## Task requirements
Repeat the data exactly, so that every line matches the original.

╭─ Source data

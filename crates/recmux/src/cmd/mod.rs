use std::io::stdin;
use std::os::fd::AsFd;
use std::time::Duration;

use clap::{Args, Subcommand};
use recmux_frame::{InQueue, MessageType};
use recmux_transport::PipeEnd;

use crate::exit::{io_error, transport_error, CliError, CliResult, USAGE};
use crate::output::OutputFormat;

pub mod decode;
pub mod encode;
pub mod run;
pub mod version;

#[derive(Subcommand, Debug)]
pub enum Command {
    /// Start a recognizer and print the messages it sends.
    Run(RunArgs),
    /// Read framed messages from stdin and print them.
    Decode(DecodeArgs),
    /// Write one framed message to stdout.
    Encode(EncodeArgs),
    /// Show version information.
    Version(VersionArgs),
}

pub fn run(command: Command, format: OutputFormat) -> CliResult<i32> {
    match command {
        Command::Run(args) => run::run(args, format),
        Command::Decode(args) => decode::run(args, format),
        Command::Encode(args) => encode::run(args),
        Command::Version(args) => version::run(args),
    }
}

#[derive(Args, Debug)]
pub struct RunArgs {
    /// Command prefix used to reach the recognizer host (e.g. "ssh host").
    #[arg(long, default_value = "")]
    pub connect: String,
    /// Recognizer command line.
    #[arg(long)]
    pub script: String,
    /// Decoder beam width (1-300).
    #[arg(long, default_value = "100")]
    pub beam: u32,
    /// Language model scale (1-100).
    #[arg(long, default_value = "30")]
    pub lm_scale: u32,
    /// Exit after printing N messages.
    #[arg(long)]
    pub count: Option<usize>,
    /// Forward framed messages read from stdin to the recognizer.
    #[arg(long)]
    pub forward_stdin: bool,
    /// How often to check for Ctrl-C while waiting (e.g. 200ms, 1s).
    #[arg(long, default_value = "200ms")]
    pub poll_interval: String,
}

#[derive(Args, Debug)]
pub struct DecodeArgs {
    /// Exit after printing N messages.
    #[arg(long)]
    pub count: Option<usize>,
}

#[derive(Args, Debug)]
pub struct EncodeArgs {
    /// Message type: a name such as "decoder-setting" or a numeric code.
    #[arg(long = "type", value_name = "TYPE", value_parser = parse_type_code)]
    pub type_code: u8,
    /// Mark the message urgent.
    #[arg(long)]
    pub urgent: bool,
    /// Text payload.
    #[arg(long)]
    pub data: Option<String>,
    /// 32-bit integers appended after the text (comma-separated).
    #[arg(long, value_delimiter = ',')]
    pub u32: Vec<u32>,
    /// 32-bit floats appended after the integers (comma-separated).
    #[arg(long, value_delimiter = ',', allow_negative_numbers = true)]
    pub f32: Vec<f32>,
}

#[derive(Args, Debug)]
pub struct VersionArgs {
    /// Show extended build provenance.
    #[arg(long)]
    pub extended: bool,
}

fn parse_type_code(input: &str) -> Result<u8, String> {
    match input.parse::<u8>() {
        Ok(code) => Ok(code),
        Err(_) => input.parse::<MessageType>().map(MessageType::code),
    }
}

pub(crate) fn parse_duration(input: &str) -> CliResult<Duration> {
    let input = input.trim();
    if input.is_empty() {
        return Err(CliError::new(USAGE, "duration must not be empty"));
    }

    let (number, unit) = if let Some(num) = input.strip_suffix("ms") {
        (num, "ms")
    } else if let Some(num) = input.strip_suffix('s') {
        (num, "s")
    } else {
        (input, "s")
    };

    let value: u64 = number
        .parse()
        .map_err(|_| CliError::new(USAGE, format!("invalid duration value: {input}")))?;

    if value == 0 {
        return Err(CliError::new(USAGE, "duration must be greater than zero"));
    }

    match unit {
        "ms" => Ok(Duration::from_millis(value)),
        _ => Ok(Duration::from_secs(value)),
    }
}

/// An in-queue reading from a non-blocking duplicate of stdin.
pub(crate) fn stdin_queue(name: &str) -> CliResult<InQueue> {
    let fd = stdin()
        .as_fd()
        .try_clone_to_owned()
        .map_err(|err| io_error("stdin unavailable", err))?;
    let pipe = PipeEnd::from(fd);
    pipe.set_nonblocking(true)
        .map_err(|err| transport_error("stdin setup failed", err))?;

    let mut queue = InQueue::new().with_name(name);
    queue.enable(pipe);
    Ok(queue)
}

╰─

## Answer space
filename crates/recmux/src/cmd/mod.rs
use std::io::stdin;
use std::os::fd::AsFd;
use std::time::Duration;

use clap::{Args, Subcommand};
use recmux_frame::{InQueue, MessageType};
use recmux_transport::PipeEnd;

use crate::exit::{io_error, transport_error, CliError, CliResult, USAGE};
use crate::output::OutputFormat;

pub mod decode;
pub mod encode;
pub mod run;
pub mod version;

#[derive(Subcommand, Debug)]
pub enum Command {
    /// Start a recognizer and print the messages it sends.
    Run(RunArgs),
    /// Read framed messages from stdin and print them.
    Decode(DecodeArgs),
    /// Write one framed message to stdout.
    Encode(EncodeArgs),
    /// Show version information.
    Version(VersionArgs),
}

pub fn run(command: Command, format: OutputFormat) -> CliResult<i32> {
    match command {
        Command::Run(args) => run::run(args, format),
        Command::Decode(args) => decode::run(args, format),
        Command::Encode(args) => encode::run(args),
        Command::Version(args) => version::run(args),
    }
}

#[derive(Args, Debug)]
pub struct RunArgs {
    /// Command prefix used to reach the recognizer host (e.g. "ssh host").
    #[arg(long, default_value = "")]
    pub connect: String,
    /// Recognizer command line.
    #[arg(long)]
    pub script: String,
    /// Decoder beam width (1-300).
    #[arg(long, default_value = "100")]
    pub beam: u32,
    /// Language model scale (1-100).
    #[arg(long, default_value = "30")]
    pub lm_scale: u32,
    /// Exit after printing N messages.
    #[arg(long)]
    pub count: Option<usize>,
    /// Forward framed messages read from stdin to the recognizer.
    #[arg(long)]
    pub forward_stdin: bool,
    /// How often to check for Ctrl-C while waiting (e.g. 200ms, 1s).
    #[arg(long, default_value = "200ms")]
    pub poll_interval: String,
}

#[derive(Args, Debug)]
pub struct DecodeArgs {
    /// Exit after printing N messages.
    #[arg(long)]
    pub count: Option<usize>,
}

#[derive(Args, Debug)]
pub struct EncodeArgs {
    /// Message type: a name such as "decoder-setting" or a numeric code.
    #[arg(long = "type", value_name = "TYPE", value_parser = parse_type_code)]
    pub type_code: u8,
    /// Mark the message urgent.
    #[arg(long)]
    pub urgent: bool,
    /// Text payload.
    #[arg(long)]
    pub data: Option<String>,
    /// 32-bit integers appended after the text (comma-separated).
    #[arg(long, value_delimiter = ',')]
    pub u32: Vec<u32>,
    /// 32-bit floats appended after the integers (comma-separated).
    #[arg(long, value_delimiter = ',', allow_negative_numbers = true)]
    pub f32: Vec<f32>,
}

#[derive(Args, Debug)]
pub struct VersionArgs {
    /// Show extended build provenance.
    #[arg(long)]
    pub extended: bool,
}

fn parse_type_code(input: &str) -> Result<u8, String> {
    match input.parse::<u8>() {
        Ok(code) => Ok(code),
        Err(_) => input.parse::<MessageType>().map(MessageType::code),
    }
}

pub(crate) fn parse_duration(input: &str) -> CliResult<Duration> {
    let input = input.trim();
    if input.is_empty() {
        return Err(CliError::new(USAGE, "duration must not be empty"));
    }

    let (number, unit) = if let Some(num) = input.strip_suffix("ms") {
        (num, "ms")
    } else if let Some(num) = input.strip_suffix('s') {
        (num, "s")
    } else {
        (input, "s")
    };

    let value: u64 = number
        .parse()
        .map_err(|_| CliError::new(USAGE, format!("invalid duration value: {input}")))?;

    if value == 0 {
        return Err(CliError::new(USAGE, "duration must be greater than zero"));
    }

    match unit {
        "ms" => Ok(Duration::from_millis(value)),
        _ => Ok(Duration::from_secs(value)),
    }
}

/// An in-queue reading from a non-blocking duplicate of stdin.
pub(crate) fn stdin_queue(name: &str) -> CliResult<InQueue> {
    let fd = stdin()
        .as_fd()
        .try_clone_to_owned()
        .map_err(|err| io_error("stdin unavailable", err))?;
    let pipe = PipeEnd::from(fd);
    pipe.set_nonblocking(true)
        .map_err(|err| transport_error("stdin setup failed", err))?;

    let mut queue = InQueue::new().with_name(name);
    queue.enable(pipe);
    Ok(queue)
}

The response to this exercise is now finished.